TASK ITEM
How many separate lines of the data contain "submit"? Give the count and nothing else.
+ + +
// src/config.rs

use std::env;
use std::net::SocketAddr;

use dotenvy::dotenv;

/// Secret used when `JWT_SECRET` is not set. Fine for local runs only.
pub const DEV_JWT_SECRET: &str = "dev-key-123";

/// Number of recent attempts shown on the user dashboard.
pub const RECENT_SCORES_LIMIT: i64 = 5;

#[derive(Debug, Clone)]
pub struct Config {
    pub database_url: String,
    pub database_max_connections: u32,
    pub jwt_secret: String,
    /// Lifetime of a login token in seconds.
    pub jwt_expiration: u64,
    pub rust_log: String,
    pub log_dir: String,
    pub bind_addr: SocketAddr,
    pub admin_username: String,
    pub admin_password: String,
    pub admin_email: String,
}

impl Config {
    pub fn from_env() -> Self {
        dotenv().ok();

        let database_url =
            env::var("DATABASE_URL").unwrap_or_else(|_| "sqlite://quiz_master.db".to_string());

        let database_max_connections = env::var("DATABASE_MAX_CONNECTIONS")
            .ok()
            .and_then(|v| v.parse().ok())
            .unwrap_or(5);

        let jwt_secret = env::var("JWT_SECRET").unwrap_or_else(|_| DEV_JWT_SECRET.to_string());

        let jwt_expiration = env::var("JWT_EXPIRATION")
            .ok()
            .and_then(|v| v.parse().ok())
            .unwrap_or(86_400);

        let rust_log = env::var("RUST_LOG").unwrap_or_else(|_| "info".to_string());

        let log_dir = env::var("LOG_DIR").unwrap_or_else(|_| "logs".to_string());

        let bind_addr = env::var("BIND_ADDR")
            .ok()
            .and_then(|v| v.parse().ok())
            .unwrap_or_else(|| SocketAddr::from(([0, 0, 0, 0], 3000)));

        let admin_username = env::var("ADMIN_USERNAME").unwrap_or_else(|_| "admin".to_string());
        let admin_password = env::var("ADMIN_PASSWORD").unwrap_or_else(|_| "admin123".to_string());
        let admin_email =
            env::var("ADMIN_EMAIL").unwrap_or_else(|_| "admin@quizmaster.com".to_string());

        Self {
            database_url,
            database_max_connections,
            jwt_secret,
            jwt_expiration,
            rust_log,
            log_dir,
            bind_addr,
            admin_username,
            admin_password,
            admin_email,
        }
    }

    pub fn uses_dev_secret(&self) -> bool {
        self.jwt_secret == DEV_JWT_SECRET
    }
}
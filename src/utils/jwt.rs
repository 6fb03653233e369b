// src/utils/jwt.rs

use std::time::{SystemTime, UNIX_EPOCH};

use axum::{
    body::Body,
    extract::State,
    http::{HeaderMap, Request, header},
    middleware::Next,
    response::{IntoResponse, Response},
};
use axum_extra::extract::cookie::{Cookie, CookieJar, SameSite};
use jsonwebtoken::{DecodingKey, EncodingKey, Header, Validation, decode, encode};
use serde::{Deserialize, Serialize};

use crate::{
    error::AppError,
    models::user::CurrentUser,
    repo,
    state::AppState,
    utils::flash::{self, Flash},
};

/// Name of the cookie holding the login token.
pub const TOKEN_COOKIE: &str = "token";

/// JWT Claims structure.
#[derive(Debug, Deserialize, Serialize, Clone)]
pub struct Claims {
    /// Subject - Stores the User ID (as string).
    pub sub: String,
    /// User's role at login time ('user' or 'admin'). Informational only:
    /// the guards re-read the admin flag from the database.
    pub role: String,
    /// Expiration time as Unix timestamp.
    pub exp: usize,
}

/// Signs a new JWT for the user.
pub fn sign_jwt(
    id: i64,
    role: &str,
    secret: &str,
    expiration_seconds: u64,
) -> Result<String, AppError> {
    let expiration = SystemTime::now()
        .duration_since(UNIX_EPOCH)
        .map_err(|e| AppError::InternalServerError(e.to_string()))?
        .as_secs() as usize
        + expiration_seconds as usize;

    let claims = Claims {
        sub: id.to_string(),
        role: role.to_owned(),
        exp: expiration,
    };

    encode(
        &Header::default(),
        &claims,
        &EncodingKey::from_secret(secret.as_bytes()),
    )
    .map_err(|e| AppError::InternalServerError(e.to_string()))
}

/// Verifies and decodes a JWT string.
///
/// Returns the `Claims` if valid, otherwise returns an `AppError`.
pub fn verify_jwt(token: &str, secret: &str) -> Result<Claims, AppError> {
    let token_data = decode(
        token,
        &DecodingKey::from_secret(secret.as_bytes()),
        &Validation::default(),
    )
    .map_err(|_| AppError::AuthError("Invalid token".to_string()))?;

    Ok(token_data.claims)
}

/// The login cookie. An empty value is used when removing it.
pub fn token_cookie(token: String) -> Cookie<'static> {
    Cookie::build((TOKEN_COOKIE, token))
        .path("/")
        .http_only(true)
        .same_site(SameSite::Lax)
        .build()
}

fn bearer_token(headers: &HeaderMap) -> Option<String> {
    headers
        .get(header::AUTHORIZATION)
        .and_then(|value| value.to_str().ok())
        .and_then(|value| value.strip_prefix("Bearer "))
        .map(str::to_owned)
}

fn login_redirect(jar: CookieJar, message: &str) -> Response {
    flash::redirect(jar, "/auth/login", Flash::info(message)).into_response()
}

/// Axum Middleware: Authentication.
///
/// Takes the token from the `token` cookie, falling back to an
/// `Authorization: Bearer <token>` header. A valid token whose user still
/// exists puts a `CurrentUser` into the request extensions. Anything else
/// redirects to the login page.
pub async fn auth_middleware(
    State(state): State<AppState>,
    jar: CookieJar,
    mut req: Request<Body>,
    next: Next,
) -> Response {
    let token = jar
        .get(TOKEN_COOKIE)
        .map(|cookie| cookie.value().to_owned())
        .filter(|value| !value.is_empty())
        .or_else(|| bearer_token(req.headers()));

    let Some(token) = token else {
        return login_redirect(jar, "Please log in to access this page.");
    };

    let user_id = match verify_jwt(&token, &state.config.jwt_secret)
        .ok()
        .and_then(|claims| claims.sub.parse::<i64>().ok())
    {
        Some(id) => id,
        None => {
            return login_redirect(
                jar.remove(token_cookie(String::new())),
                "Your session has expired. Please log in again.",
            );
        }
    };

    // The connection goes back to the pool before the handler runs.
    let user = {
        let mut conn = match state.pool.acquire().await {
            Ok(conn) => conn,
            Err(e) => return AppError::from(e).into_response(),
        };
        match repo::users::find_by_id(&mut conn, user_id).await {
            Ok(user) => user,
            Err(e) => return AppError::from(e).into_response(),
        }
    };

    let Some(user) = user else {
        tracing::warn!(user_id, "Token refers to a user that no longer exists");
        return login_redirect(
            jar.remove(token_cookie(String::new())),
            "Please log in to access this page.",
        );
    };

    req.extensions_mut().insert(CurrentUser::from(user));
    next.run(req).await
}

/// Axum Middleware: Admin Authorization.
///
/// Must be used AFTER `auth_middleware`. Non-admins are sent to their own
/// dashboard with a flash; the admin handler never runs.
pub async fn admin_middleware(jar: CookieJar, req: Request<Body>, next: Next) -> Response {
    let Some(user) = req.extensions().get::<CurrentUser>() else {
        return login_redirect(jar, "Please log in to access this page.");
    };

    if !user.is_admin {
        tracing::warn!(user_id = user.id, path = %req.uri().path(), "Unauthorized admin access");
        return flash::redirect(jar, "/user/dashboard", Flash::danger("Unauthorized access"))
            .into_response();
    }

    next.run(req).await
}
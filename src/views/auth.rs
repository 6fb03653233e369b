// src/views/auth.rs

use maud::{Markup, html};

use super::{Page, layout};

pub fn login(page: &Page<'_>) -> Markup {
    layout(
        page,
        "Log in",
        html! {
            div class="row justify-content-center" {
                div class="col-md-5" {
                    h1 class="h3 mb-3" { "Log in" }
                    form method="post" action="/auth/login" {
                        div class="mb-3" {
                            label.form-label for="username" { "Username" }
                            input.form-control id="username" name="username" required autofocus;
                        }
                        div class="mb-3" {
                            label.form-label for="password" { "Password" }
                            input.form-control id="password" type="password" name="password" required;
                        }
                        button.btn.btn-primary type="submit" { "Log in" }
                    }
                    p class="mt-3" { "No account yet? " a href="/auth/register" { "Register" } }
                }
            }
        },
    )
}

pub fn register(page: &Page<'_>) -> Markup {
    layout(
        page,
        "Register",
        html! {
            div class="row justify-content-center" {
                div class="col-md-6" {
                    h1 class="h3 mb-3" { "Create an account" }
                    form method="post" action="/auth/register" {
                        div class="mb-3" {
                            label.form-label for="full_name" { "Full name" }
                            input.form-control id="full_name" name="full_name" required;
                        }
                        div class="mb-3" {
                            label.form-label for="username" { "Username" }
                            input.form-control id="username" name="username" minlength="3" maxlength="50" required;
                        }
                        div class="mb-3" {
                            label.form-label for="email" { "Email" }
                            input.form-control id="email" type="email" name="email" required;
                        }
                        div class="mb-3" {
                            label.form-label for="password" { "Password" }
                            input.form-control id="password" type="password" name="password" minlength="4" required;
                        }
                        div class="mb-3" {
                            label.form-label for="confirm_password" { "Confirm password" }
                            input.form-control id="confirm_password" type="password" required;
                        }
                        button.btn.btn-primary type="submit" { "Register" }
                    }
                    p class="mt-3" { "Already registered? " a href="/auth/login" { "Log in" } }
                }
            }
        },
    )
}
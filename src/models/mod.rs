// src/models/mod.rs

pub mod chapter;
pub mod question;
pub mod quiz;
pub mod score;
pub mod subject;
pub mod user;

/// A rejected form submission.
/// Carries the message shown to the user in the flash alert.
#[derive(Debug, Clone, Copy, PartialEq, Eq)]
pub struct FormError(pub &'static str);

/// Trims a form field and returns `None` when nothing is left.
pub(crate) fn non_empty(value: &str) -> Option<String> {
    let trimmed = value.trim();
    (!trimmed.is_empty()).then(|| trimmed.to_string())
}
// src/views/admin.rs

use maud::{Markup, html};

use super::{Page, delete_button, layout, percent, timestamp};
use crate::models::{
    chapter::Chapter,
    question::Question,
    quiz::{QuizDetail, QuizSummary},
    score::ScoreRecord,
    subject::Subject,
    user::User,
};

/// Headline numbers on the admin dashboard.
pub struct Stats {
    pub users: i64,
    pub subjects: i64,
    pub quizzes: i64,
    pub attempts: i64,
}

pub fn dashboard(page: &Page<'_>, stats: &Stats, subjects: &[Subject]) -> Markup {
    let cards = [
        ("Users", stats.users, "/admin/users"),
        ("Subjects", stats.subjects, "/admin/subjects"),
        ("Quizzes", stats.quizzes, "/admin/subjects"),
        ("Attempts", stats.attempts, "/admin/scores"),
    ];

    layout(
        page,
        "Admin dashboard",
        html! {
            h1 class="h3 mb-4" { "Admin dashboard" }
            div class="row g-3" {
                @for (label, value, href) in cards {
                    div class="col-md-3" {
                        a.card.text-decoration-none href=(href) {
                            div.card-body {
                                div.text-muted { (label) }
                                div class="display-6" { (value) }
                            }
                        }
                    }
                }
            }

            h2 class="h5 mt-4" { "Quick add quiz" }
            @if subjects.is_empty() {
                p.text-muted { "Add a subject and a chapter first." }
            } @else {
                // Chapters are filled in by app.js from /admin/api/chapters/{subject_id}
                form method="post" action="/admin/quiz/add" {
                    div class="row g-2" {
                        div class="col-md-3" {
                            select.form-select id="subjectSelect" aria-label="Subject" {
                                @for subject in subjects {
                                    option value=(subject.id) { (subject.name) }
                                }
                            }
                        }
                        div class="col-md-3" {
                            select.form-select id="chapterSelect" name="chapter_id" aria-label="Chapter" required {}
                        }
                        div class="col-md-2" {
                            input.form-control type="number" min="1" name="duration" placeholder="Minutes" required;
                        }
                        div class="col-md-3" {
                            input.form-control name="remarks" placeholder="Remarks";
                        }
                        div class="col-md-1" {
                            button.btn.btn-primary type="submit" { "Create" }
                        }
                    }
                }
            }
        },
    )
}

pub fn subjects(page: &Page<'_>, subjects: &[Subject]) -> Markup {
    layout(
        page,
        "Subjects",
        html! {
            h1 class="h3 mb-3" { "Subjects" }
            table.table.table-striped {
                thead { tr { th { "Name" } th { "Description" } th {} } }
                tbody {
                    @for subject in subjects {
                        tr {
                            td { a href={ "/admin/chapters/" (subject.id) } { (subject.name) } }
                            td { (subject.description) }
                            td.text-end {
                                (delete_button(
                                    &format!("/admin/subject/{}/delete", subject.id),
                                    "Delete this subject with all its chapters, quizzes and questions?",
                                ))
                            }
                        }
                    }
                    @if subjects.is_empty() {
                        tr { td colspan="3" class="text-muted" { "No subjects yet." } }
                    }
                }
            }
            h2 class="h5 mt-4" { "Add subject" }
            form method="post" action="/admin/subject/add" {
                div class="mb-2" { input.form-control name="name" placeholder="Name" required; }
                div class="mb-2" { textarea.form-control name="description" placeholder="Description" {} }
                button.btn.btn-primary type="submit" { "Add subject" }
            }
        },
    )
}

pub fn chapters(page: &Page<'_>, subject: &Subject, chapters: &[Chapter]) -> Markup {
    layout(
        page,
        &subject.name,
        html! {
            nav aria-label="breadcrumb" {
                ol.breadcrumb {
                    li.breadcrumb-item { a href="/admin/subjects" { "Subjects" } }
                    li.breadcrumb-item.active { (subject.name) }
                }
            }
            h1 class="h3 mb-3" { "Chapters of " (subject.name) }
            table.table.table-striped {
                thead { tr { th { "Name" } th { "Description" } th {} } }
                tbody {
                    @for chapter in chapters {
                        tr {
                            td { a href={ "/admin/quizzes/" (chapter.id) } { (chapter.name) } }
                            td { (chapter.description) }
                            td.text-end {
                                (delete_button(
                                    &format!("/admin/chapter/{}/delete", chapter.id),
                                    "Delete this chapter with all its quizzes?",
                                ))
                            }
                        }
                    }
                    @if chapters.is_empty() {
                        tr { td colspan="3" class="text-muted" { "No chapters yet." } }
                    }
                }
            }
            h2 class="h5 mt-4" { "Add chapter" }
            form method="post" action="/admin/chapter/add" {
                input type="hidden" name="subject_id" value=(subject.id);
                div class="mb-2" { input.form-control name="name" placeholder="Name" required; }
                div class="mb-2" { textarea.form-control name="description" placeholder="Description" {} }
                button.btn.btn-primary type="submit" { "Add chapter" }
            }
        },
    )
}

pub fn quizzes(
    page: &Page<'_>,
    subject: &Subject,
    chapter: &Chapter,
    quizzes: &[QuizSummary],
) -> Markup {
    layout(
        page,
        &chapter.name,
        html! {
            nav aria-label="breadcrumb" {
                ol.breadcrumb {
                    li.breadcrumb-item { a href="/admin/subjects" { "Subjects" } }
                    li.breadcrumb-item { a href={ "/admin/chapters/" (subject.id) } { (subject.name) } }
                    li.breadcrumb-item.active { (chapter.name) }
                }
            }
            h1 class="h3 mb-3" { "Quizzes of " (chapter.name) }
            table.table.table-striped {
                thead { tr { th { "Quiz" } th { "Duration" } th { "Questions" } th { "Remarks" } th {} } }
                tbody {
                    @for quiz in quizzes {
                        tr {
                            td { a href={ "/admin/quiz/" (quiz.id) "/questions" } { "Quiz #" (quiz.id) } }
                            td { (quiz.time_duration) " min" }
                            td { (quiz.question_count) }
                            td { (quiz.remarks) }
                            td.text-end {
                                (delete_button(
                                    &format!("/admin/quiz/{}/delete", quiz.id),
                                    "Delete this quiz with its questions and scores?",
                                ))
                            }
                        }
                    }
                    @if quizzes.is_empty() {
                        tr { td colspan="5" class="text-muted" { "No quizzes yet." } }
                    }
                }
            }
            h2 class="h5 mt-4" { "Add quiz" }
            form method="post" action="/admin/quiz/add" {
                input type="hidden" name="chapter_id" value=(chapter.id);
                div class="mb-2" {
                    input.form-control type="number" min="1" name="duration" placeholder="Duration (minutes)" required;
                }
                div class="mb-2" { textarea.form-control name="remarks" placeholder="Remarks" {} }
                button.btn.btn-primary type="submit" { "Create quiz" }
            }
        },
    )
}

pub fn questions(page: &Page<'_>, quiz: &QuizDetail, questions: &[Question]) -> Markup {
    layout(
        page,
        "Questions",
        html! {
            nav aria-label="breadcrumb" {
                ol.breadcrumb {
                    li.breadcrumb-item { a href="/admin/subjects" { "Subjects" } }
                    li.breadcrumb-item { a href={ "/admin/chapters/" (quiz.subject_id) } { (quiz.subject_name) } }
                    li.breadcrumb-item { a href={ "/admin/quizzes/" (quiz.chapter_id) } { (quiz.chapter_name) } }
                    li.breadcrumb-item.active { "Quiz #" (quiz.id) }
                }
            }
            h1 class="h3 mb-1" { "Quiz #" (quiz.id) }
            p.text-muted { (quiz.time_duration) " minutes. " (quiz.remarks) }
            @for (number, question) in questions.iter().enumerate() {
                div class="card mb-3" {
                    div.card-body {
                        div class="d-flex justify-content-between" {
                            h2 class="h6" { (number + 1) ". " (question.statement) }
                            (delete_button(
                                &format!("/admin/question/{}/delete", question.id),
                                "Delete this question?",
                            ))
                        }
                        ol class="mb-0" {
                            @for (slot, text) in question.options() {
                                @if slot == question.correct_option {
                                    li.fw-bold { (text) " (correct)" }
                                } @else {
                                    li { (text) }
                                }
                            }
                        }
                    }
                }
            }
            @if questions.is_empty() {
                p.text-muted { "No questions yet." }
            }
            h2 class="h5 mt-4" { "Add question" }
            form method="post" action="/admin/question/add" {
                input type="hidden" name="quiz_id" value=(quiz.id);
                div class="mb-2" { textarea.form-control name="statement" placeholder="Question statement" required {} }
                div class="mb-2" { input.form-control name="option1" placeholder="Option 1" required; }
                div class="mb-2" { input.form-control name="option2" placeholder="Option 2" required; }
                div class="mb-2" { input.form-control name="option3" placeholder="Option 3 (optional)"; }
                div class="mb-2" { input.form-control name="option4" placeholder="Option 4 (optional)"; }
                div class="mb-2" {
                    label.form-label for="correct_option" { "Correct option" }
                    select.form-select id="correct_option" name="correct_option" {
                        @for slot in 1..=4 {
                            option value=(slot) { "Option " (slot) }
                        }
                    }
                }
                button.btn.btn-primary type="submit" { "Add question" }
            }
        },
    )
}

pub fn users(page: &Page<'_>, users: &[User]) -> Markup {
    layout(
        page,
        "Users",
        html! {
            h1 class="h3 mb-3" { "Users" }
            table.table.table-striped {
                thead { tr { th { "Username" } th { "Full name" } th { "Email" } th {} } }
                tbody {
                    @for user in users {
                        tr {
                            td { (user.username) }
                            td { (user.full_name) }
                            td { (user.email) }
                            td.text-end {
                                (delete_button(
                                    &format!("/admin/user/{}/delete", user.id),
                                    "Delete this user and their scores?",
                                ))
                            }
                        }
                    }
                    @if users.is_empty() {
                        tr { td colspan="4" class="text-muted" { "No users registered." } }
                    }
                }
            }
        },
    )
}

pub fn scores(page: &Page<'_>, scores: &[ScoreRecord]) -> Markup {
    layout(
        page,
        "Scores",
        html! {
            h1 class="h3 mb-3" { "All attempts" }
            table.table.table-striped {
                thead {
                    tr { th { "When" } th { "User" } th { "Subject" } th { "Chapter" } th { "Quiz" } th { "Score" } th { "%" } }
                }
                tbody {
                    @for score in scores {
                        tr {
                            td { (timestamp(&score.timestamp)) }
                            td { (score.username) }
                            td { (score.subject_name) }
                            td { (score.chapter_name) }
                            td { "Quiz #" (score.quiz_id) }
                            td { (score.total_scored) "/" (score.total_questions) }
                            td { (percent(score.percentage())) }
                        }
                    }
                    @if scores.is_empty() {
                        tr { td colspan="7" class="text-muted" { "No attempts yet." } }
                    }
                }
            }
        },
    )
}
+ + +
RESPONSE AREA
7